→ PROBLEM DESCRIPTION
Go to the line containing "#[derive(Debug, Default, Clone, Copy)]" in the records below and print it and every following line exactly, on through the line containing "fn hwnd(handle: WindowHandle)", then stop.

╔══

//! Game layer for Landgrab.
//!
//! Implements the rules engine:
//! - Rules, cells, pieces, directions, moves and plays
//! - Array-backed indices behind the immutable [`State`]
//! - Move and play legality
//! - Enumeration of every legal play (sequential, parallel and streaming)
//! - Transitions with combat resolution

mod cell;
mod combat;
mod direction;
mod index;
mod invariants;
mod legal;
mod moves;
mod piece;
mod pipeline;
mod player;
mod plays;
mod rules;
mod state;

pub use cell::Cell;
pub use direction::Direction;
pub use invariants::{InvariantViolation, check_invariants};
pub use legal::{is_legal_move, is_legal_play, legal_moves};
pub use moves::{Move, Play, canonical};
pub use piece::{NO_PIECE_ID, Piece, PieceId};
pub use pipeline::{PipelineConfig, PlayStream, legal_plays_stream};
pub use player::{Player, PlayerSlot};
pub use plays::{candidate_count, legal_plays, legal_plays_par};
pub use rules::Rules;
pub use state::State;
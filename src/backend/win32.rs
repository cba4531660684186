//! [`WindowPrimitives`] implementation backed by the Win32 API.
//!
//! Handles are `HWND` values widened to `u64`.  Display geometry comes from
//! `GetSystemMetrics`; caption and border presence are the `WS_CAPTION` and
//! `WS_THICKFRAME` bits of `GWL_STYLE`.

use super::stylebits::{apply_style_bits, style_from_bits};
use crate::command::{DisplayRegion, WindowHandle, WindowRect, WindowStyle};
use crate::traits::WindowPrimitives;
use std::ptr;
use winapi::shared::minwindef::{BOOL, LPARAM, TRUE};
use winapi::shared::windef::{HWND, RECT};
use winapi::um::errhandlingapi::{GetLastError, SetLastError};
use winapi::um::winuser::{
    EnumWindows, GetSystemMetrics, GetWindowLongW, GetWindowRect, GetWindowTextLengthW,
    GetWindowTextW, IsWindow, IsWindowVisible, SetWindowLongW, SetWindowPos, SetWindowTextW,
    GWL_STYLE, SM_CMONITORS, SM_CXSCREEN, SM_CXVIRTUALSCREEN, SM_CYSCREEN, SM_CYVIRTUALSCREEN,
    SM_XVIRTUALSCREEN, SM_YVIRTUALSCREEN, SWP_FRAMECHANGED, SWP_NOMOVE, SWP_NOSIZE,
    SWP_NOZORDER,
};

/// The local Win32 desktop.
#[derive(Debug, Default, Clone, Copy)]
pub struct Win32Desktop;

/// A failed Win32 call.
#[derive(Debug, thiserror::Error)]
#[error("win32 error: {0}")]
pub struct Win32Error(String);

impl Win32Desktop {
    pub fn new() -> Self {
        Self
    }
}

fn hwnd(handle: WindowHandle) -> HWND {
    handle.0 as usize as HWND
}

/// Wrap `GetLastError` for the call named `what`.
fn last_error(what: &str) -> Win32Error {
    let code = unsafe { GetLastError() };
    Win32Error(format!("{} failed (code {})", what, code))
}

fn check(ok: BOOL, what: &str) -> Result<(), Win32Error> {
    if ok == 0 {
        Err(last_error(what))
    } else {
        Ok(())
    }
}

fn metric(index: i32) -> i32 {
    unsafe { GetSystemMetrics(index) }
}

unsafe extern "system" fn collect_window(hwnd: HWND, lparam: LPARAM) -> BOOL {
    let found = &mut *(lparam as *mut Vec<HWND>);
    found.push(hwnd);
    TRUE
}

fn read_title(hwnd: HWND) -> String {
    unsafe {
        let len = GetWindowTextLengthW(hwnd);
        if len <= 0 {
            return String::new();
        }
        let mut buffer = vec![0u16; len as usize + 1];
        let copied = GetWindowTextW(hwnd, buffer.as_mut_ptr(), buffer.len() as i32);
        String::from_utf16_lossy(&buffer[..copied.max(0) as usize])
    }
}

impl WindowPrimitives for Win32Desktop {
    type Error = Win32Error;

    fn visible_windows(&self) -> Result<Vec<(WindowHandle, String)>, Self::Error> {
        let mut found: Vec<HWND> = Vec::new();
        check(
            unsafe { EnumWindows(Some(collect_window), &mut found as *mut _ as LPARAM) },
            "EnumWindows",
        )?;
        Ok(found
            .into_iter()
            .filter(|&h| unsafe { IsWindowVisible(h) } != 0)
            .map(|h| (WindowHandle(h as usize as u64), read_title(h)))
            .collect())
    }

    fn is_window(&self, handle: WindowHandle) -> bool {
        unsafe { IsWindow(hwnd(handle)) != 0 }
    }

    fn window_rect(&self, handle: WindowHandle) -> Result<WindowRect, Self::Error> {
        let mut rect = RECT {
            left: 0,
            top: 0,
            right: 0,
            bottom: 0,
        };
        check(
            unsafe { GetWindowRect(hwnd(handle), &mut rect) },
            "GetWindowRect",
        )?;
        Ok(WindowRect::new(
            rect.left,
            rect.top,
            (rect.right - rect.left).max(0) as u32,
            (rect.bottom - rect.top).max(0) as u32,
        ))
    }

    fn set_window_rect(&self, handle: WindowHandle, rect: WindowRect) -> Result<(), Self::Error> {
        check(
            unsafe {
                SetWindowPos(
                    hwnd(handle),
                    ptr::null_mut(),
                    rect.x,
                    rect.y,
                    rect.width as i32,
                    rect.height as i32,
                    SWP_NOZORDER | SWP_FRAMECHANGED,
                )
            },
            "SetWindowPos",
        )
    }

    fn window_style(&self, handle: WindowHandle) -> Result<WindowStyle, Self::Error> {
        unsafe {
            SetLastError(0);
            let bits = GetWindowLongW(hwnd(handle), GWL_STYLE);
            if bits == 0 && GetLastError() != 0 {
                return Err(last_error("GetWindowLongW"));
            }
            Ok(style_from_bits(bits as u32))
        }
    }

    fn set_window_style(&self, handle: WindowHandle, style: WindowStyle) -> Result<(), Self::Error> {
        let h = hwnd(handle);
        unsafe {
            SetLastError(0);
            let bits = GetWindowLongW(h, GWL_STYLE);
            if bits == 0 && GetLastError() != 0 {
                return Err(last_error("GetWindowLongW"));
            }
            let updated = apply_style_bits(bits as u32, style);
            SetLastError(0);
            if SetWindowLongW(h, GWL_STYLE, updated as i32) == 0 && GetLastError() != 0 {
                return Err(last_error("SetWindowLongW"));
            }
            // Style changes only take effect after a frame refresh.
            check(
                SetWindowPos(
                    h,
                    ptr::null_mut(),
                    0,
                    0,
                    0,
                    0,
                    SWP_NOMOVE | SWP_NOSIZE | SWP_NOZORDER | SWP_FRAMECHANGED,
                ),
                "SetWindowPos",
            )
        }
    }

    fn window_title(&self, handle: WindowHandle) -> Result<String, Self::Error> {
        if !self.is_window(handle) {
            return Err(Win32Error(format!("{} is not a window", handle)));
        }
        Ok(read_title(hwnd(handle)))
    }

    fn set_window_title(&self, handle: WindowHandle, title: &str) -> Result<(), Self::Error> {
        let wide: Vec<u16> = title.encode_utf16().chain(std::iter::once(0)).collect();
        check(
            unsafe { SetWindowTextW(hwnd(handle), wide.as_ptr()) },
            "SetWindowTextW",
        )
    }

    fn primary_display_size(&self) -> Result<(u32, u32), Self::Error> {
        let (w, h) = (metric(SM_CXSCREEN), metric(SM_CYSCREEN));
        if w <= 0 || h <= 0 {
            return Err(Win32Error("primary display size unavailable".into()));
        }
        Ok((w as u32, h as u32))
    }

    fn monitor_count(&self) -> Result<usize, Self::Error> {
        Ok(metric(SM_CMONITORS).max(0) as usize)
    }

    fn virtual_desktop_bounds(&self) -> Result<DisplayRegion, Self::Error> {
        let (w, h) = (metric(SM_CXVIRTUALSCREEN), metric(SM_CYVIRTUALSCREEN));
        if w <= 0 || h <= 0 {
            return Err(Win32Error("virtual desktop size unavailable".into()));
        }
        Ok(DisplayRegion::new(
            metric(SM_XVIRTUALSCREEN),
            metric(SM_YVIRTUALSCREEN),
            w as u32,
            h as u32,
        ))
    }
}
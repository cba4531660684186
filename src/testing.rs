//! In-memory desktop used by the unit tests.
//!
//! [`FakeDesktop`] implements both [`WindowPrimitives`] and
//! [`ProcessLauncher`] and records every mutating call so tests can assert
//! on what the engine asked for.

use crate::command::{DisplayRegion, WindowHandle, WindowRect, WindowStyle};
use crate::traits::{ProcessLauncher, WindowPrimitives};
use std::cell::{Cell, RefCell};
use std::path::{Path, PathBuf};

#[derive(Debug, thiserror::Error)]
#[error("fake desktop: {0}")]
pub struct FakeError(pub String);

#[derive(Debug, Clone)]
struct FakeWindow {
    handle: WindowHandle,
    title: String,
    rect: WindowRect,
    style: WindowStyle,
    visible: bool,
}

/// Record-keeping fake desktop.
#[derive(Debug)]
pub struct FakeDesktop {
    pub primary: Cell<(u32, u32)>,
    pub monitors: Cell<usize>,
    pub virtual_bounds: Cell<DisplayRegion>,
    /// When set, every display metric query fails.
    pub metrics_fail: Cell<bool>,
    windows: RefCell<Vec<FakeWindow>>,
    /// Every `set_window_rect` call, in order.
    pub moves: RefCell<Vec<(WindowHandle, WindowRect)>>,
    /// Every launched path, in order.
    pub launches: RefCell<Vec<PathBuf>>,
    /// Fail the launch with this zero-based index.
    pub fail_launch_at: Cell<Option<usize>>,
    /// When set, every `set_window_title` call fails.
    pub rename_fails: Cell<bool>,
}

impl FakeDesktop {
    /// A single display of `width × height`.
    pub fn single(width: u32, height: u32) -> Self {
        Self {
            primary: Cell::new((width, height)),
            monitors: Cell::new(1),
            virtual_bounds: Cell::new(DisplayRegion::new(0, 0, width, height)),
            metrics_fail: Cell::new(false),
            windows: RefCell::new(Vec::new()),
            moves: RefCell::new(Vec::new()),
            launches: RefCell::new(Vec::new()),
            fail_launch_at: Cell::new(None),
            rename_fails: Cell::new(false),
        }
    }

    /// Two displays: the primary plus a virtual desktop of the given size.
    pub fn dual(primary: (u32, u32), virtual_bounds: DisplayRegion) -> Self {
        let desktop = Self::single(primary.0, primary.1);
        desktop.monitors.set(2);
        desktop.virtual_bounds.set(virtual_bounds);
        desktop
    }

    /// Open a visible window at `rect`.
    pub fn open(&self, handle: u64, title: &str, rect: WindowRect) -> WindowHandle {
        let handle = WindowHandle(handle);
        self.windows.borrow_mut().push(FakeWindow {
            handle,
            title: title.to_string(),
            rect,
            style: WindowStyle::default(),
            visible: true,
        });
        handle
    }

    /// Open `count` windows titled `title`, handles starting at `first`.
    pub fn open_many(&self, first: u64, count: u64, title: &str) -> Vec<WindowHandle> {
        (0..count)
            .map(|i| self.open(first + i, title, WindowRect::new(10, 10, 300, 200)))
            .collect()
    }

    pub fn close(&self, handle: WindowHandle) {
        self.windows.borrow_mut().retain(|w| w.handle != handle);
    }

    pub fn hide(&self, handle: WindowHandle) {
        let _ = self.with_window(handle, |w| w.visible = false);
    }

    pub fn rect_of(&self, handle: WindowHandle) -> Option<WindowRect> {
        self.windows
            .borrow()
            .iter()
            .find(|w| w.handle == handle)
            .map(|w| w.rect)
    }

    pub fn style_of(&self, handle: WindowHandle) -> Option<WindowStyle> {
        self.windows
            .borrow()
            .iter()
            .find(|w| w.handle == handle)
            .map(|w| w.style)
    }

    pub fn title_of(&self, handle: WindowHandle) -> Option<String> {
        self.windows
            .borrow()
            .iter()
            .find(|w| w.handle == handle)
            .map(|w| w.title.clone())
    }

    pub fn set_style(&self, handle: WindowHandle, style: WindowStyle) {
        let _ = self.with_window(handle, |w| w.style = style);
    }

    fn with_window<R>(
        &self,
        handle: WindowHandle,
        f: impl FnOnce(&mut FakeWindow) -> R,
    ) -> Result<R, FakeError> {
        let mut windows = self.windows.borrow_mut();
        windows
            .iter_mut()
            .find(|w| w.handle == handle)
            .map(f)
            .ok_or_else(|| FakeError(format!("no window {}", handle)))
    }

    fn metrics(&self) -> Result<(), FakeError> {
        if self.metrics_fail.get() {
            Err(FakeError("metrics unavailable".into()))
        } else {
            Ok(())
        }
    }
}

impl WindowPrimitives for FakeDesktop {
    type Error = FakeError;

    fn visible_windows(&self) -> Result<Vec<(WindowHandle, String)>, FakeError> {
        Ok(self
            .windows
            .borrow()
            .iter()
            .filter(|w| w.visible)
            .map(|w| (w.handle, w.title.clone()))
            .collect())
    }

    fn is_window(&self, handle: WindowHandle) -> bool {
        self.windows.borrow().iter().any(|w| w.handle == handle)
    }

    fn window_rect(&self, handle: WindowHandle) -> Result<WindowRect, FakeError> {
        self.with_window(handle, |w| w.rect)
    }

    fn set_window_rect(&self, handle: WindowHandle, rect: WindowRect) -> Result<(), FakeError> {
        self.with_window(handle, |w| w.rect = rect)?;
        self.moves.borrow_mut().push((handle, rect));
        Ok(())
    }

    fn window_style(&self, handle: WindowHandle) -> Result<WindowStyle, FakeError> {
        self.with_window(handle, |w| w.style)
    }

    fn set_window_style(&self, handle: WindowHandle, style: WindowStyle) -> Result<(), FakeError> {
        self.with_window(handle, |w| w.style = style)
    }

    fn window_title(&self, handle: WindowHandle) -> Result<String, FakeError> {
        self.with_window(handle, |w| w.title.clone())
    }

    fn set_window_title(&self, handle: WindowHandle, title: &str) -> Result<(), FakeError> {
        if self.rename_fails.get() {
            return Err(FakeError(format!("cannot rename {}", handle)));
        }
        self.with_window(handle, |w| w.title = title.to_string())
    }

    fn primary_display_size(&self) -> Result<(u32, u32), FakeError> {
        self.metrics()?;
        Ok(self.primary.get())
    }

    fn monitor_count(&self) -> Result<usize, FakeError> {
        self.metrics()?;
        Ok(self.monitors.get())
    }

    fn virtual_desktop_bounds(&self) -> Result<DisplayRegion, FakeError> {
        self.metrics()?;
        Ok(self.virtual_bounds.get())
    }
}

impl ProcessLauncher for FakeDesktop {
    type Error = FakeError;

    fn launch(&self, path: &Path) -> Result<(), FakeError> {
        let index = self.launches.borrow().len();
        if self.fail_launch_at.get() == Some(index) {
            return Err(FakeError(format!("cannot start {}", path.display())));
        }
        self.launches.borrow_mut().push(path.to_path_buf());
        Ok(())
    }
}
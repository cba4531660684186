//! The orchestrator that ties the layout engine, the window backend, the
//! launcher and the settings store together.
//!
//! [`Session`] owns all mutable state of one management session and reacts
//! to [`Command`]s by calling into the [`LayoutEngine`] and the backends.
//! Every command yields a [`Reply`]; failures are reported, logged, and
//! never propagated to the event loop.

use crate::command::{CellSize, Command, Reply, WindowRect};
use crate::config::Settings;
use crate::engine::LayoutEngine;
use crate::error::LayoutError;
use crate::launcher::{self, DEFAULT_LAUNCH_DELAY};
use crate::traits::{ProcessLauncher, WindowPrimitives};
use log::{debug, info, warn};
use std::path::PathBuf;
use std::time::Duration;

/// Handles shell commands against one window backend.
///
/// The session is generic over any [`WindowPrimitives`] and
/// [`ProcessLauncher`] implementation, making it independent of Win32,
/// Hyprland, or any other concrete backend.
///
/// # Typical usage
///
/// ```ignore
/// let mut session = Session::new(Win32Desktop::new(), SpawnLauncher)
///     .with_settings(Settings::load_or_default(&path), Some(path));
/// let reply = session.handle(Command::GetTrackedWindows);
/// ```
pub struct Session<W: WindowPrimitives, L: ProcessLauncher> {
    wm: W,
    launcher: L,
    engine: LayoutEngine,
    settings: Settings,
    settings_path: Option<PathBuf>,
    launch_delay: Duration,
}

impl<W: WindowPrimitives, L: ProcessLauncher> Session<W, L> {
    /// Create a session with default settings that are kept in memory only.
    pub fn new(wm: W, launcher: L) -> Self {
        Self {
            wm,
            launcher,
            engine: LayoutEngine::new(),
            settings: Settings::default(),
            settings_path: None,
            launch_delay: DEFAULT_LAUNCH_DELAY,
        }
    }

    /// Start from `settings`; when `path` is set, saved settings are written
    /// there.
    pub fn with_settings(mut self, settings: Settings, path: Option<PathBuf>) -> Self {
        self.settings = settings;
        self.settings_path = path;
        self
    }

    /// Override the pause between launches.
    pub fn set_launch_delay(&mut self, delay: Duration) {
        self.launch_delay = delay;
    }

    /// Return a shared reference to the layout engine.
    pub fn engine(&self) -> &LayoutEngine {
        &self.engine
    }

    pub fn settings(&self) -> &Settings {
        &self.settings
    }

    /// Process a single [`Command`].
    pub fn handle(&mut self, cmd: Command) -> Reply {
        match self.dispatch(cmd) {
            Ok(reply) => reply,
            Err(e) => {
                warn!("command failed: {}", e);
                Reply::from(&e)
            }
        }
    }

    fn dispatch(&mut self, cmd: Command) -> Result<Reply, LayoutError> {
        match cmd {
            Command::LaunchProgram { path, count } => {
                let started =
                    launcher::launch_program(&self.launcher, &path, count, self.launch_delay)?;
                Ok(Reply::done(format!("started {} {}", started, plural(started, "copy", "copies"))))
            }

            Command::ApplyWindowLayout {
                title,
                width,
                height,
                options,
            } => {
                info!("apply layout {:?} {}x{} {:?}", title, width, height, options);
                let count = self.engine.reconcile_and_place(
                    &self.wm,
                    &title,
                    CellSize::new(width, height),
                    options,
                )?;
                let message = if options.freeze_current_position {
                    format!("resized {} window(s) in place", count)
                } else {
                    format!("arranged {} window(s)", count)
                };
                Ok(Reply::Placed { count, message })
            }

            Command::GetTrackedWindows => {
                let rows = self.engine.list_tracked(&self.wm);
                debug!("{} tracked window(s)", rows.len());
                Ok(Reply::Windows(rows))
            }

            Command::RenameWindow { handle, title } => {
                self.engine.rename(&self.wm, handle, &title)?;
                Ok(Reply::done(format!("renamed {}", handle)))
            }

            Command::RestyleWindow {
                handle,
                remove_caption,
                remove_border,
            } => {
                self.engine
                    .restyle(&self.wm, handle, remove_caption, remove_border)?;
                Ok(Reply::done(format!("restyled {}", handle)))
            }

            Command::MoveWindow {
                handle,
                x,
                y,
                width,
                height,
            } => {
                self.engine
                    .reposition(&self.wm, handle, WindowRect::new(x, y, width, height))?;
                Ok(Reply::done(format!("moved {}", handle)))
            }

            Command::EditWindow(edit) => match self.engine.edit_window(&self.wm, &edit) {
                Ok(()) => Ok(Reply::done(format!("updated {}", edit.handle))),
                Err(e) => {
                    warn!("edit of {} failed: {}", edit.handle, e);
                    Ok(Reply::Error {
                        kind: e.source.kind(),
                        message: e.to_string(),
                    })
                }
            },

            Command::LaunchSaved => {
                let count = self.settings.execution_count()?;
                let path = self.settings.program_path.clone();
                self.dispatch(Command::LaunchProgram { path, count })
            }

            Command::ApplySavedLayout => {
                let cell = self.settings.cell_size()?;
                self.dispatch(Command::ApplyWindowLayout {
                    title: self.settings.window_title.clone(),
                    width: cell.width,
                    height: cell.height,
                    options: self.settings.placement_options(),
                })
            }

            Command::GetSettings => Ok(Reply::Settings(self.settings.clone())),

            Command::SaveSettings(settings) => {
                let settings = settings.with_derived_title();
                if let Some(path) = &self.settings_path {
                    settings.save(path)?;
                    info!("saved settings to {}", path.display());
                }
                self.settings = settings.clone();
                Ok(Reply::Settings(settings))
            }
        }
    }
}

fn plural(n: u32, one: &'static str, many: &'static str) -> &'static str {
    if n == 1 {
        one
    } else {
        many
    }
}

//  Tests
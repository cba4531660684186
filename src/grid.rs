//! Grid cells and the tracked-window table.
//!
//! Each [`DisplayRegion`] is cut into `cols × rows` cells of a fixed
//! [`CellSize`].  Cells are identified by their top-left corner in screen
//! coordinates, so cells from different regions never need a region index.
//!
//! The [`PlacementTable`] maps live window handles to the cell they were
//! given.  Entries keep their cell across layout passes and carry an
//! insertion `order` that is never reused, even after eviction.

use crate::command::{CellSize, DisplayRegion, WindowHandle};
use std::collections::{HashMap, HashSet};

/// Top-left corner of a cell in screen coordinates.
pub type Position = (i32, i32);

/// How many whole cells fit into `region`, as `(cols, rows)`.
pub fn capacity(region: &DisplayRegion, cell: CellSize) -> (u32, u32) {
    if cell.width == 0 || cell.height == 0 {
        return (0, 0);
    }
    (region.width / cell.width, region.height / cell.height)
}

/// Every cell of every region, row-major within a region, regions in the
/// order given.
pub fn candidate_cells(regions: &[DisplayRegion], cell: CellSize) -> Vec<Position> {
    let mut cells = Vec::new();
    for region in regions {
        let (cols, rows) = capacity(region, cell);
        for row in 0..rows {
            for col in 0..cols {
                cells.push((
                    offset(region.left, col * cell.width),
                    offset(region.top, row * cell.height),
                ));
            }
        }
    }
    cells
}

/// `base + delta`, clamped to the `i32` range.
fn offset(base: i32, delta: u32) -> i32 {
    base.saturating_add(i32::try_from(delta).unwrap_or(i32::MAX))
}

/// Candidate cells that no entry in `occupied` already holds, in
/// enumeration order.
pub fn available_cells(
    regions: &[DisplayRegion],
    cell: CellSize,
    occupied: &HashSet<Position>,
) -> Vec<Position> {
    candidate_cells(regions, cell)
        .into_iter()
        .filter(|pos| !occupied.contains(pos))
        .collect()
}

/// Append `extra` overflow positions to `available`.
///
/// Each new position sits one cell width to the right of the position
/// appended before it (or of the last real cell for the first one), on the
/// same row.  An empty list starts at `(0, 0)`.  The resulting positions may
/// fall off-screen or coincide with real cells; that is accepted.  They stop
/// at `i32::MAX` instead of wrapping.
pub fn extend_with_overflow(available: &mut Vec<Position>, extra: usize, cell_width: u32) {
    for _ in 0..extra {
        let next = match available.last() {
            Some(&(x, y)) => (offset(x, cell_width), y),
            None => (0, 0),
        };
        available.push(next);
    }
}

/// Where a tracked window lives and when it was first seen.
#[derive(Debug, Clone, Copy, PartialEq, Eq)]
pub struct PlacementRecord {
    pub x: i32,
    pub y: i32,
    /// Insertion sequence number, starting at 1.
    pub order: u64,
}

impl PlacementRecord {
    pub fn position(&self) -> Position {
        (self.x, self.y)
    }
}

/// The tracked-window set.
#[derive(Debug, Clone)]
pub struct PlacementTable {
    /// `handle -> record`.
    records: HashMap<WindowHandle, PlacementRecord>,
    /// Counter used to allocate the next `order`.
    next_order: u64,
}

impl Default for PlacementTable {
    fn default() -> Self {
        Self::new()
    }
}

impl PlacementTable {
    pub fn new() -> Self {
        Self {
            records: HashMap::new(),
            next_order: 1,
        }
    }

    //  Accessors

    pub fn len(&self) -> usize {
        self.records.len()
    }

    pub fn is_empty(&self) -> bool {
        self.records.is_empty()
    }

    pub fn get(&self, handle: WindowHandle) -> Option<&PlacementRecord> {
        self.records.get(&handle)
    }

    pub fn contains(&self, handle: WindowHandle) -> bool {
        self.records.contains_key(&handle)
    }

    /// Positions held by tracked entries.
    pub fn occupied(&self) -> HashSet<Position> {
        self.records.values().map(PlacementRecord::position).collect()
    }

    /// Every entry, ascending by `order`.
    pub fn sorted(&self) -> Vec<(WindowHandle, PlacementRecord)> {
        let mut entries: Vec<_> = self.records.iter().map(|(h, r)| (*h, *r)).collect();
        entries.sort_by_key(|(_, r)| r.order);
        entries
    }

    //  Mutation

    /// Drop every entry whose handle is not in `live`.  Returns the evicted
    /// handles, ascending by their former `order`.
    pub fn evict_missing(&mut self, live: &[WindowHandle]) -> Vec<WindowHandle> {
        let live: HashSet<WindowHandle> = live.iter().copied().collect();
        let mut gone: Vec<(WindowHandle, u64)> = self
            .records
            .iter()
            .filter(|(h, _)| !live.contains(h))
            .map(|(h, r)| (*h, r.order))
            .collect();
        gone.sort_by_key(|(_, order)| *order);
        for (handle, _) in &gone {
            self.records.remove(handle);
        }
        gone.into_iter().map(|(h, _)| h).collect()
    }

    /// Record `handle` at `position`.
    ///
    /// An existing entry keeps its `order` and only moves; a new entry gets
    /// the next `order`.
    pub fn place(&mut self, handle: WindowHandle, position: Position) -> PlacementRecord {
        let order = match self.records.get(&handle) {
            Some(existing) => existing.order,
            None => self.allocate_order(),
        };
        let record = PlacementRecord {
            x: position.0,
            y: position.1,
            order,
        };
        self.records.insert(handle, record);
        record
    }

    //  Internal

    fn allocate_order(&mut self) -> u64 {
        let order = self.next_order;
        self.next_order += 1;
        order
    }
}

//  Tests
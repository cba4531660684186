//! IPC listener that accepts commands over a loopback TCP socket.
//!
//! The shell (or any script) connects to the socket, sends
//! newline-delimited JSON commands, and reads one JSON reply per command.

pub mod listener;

╚══

→ ANSWER SPACE
#[derive(Debug, Default, Clone, Copy)]
pub struct Win32Desktop;

/// A failed Win32 call.
#[derive(Debug, thiserror::Error)]
#[error("win32 error: {0}")]
pub struct Win32Error(String);

impl Win32Desktop {
    pub fn new() -> Self {
        Self
    }
}

fn hwnd(handle: WindowHandle) -> HWND {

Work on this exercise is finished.